A new study, using a unique detection method, has led scientists to identify several genes whose rearrangements in prostate cancer cells may play a role in the development and progression of the disease. Researchers at the University of Michigan, Ann Arbor, report that two genes, ETV1 and ERG, which previously were implicated as cancer-causing gene rearrangements in Ewing's sarcoma (a relatively rare bone cancer), are now seen as important cancer-causing genes in prostate cancer. Closer analysis showed how rearrangement of these genes was responsible for their cancer-causing potential. The research appears in the October 28, 2005, issue of Science and was supported by the National Cancer Institute (NCI), part of the National Institutes of Health.

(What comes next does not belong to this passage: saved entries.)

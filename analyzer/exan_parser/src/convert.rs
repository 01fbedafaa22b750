//! Notation converters: infix and prefix expressions are both reduced
//! to a postfix token sequence, the canonical form the tree builder
//! consumes. Converted tokens keep their positions from the original
//! expression.

use exan_lexer::{Token, TokenType};
use log::debug;

use crate::error::ParseError;

fn render(tokens: &[Token]) -> String {
    tokens.iter().map(|t| t.lexeme).collect()
}

/// Convert an infix token sequence to postfix (shunting-yard).
///
/// Malformed input is detected inline while scanning: empty parentheses,
/// adjacent operands, adjacent operators, dangling operators before `)`,
/// and unbalanced parentheses each fail with their position. A `-`
/// directly after another operator is allowed through without an
/// operand check; the gap surfaces later during tree building.
pub fn infix_to_postfix(tokens: &[Token]) -> Result<Vec<Token>, ParseError> {
    let mut output: Vec<Token> = Vec::with_capacity(tokens.len());
    let mut stack: Vec<Token> = Vec::new();

    for (i, token) in tokens.iter().enumerate() {
        let prev = (i > 0).then(|| &tokens[i - 1]);
        let next = tokens.get(i + 1);
        let next_is_closing = next.is_some_and(|n| n.token_type == TokenType::RightParen);

        if token.token_type == TokenType::LeftParen && next_is_closing {
            return Err(ParseError::EmptyParentheses {
                position: token.position,
            });
        }
        if token.is_operator() && next_is_closing {
            return Err(ParseError::DanglingOperatorBeforeParen {
                position: token.position,
            });
        }
        if token.token_type == TokenType::LeftParen && prev.is_some_and(|p| p.is_operand()) {
            return Err(ParseError::MissingOperatorBeforeParen {
                position: token.position,
            });
        }

        match token.token_type {
            TokenType::Operand(_) => {
                if let Some(p) = prev.filter(|p| p.is_operand()) {
                    return Err(ParseError::MissingOperator {
                        prev: p.lexeme,
                        current: token.lexeme,
                        position: token.position,
                    });
                }
                output.push(*token);
            }
            TokenType::LeftParen => stack.push(*token),
            TokenType::RightParen => loop {
                match stack.pop() {
                    Some(top) if top.token_type == TokenType::LeftParen => break,
                    Some(top) => output.push(top),
                    None => {
                        return Err(ParseError::UnmatchedClosingParen {
                            position: token.position,
                        })
                    }
                }
            },
            TokenType::Operator(op) => {
                // `-` after another operator is tolerated here; see the
                // function-level note.
                if let Some(p) = prev.filter(|p| p.is_operator()) {
                    if token.lexeme != '-' {
                        return Err(ParseError::MissingOperand {
                            prev: p.lexeme,
                            current: token.lexeme,
                        });
                    }
                }
                // The `<=` comparison pops equal precedence left to
                // right, so every operator including `^` associates
                // left.
                while let Some(&top) = stack.last() {
                    let pops = matches!(
                        top.token_type,
                        TokenType::Operator(top_op) if op.precedence() <= top_op.precedence()
                    );
                    if !pops {
                        break;
                    }
                    stack.pop();
                    output.push(top);
                }
                stack.push(*token);
            }
        }
    }

    while let Some(top) = stack.pop() {
        if top.token_type == TokenType::LeftParen {
            return Err(ParseError::UnmatchedOpeningParen);
        }
        output.push(top);
    }

    debug!("infix {:?} converted to postfix {:?}", render(tokens), render(&output));
    Ok(output)
}

/// Convert a prefix token sequence to postfix.
///
/// Scans right to left, pushing operands and reducing each operator with
/// the two most recent stack entries. Parenthesis tokens are skipped.
pub fn prefix_to_postfix(tokens: &[Token]) -> Result<Vec<Token>, ParseError> {
    let mut stack: Vec<Vec<Token>> = Vec::new();

    for token in tokens.iter().rev() {
        match token.token_type {
            TokenType::Operand(_) => stack.push(vec![*token]),
            TokenType::Operator(_) => match (stack.pop(), stack.pop()) {
                (Some(mut first), Some(second)) => {
                    first.extend(second);
                    first.push(*token);
                    stack.push(first);
                }
                _ => {
                    return Err(ParseError::InsufficientOperands {
                        op: token.lexeme,
                        position: Some(token.position),
                    })
                }
            },
            TokenType::LeftParen | TokenType::RightParen => {}
        }
    }

    let mut results = stack.into_iter();
    match (results.next(), results.next()) {
        (Some(output), None) => {
            debug!("prefix {:?} converted to postfix {:?}", render(tokens), render(&output));
            Ok(output)
        }
        _ => Err(ParseError::UnbalancedExpression),
    }
}
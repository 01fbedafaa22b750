//! Property tests for the conversion/tree round trips.

use exan_ast::ExprNode;
use exan_lexer::OpKind;
use proptest::prelude::*;

fn operand() -> impl Strategy<Value = char> {
    prop_oneof![
        proptest::char::range('a', 'z'),
        proptest::char::range('A', 'Z'),
        proptest::char::range('0', '9'),
    ]
}

fn op_kind() -> impl Strategy<Value = OpKind> {
    prop_oneof![
        Just(OpKind::Plus),
        Just(OpKind::Minus),
        Just(OpKind::Star),
        Just(OpKind::Slash),
        Just(OpKind::Caret),
    ]
}

fn expr_tree() -> impl Strategy<Value = ExprNode> {
    let leaf = operand().prop_map(ExprNode::operand);
    leaf.prop_recursive(6, 48, 2, |inner| {
        (op_kind(), inner.clone(), inner)
            .prop_map(|(op, left, right)| ExprNode::binary(op, left, right))
    })
}

proptest! {
    /// A postfix rendering analyzed back into a tree post-orders to the
    /// same sequence.
    #[test]
    fn postfix_round_trips_exactly(tree in expr_tree()) {
        let postfix = tree.to_postfix();
        let analysis = exan_parser::analyze(&postfix).expect("valid postfix");
        prop_assert_eq!(analysis.root.to_postfix(), postfix);
    }

    /// A prefix rendering converted to postfix and rebuilt pre-orders to
    /// the same sequence.
    #[test]
    fn prefix_round_trips_exactly(tree in expr_tree()) {
        let prefix = tree.to_prefix();
        let analysis = exan_parser::analyze(&prefix).expect("valid prefix");
        prop_assert_eq!(analysis.root.to_prefix(), prefix);
    }

    /// The canonical fully parenthesized infix form rebuilds the exact
    /// same tree.
    #[test]
    fn canonical_infix_rebuilds_the_same_tree(tree in expr_tree()) {
        let infix = tree.to_infix();
        let analysis = exan_parser::analyze(&infix).expect("valid infix");
        prop_assert_eq!(analysis.root, tree);
    }

    /// Round trips preserve the structural invariant: internal nodes
    /// always carry two children, leaves none.
    #[test]
    fn rebuilt_trees_keep_the_shape_invariant(tree in expr_tree()) {
        fn check(node: &ExprNode) -> bool {
            match node {
                ExprNode::Operand(_) => true,
                ExprNode::Binary(b) => check(&b.left) && check(&b.right),
            }
        }
        let analysis = exan_parser::analyze(&tree.to_postfix()).expect("valid postfix");
        prop_assert!(check(&analysis.root));
    }
}
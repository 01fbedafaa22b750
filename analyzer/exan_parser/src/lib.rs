//! Expression analysis for the exan analyzer: notation detection,
//! conversion to postfix, and binary-tree construction.
//!
//! [`analyze`] is the facade the display layer calls: it validates and
//! tokenizes the raw input, detects the notation from the endpoints,
//! converts the expression to postfix (an identity pass when it already
//! is postfix), and builds the expression tree. Every failure carries
//! one [`ParseError`] and aborts the whole analysis; no partial tree is
//! ever returned.

pub mod convert;
pub mod detect;
pub mod error;
pub mod tree;

pub use convert::{infix_to_postfix, prefix_to_postfix};
pub use detect::Notation;
pub use error::ParseError;
pub use tree::build_from_postfix;

use exan_ast::ExprNode;
use exan_lexer::Token;
use log::debug;

/// The outcome of a successful analysis.
#[derive(Debug, Clone, PartialEq, Eq)]
pub struct Analysis {
    /// The notation the input was written in.
    pub notation: Notation,
    /// The root of the expression tree.
    pub root: ExprNode,
}

/// Analyze one raw expression string.
///
/// Orchestrates validate → detect → convert → build. The returned tree
/// re-renders as any of the three notations via its traversal methods.
pub fn analyze(source: &str) -> Result<Analysis, ParseError> {
    let tokens = exan_lexer::tokenize(source)?;
    let notation = Notation::detect(&tokens).ok_or(ParseError::UnknownNotation)?;
    debug!("detected {notation} notation for {source:?}");

    let postfix: Vec<Token> = match notation {
        Notation::Postfix => tokens,
        Notation::Infix => infix_to_postfix(&tokens)?,
        Notation::Prefix => prefix_to_postfix(&tokens)?,
    };

    let root = build_from_postfix(&postfix)?;
    Ok(Analysis { notation, root })
}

This study is the first evidence that non-random, recurrent rearrangements of genes can occur in cancers derived from epithelial cells, which line the body's cavities. Previously, non-random recurrent genetic rearrangements were known to occur only in leukemia, lymphoma, and soft tissue sarcomas.
Gene rearrangements that involve the movement of a gene fragment from one segment of DNA to another, possibly affecting gene expression (whether a gene is turned on or off), is called a translocation. Gene translocations can have a dramatic effect on gene expression. One well-known example of a translocation involves the fusion of the BCR gene and the ABL gene. The resulting BCR-ABL fusion gene causes the development of chronic myelogenous leukemia. Epithelial tumors, such as prostate cancer, previously have not been known to have such gene changes.
This study is published in Tomlins SA, Rhodes DR, Perner S, Dhanasekaran SM, Mehra R, Sun XW, Varambally S, Cao X, Tchinda J, Kuefer R, Lee C, Montie JE, Shah RB, Pienta KJ, Rubin MA, Chinnaiyan AM. Recurrent Fusion of TMPRSS2 and ETS Transcription Factor Genes in Prostate Cancer. Science, October 28, 2005; Vol. 310, No. 5748.